### WHAT TO DO
Copy the entries exactly. Leave nothing out and add nothing.

BEGIN

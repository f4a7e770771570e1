//! Error types for configuration loading.

use std::path::PathBuf;
use thiserror::Error;

/// Errors that can occur while loading `.apc/`.
#[derive(Error, Debug)]
pub enum ConfigError {
    #[error("Failed to read config file at {path}: {source}")]
    FileRead {
        path: PathBuf,
        source: std::io::Error,
    },

    #[error("Failed to parse TOML file at {path}: {source}")]
    TomlParse {
        path: PathBuf,
        source: toml::de::Error,
    },

    #[error("Failed to parse YAML file at {path}: {source}")]
    YamlParse {
        path: PathBuf,
        source: serde_yaml::Error,
    },

    /// Role file without usable front matter.
    #[error("Failed to parse Markdown front matter in {path}: {reason}")]
    MarkdownParse { path: PathBuf, reason: String },

    #[error("Failed to traverse directory {path}: {source}")]
    DirectoryWalk {
        path: PathBuf,
        source: walkdir::Error,
    },

    /// Two files define the same role or workflow name.
    #[error("Duplicate {kind} '{name}' in {path}")]
    Duplicate {
        kind: &'static str,
        name: String,
        path: PathBuf,
    },

    #[error("Invalid configuration in {path}: {reason}")]
    InvalidConfig { path: PathBuf, reason: String },
}

pub type ConfigResult<T> = Result<T, ConfigError>;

END

### RESULT
repository f4a7e770771570e1
//! Error types for configuration loading.

use std::path::PathBuf;
use thiserror::Error;

/// Errors that can occur while loading `.apc/`.
#[derive(Error, Debug)]
pub enum ConfigError {
    #[error("Failed to read config file at {path}: {source}")]
    FileRead {
        path: PathBuf,
        source: std::io::Error,
    },

    #[error("Failed to parse TOML file at {path}: {source}")]
    TomlParse {
        path: PathBuf,
        source: toml::de::Error,
    },

    #[error("Failed to parse YAML file at {path}: {source}")]
    YamlParse {
        path: PathBuf,
        source: serde_yaml::Error,
    },

    /// Role file without usable front matter.
    #[error("Failed to parse Markdown front matter in {path}: {reason}")]
    MarkdownParse { path: PathBuf, reason: String },

    #[error("Failed to traverse directory {path}: {source}")]
    DirectoryWalk {
        path: PathBuf,
        source: walkdir::Error,
    },

    /// Two files define the same role or workflow name.
    #[error("Duplicate {kind} '{name}' in {path}")]
    Duplicate {
        kind: &'static str,
        name: String,
        path: PathBuf,
    },

    #[error("Invalid configuration in {path}: {reason}")]
    InvalidConfig { path: PathBuf, reason: String },
}

pub type ConfigResult<T> = Result<T, ConfigError>;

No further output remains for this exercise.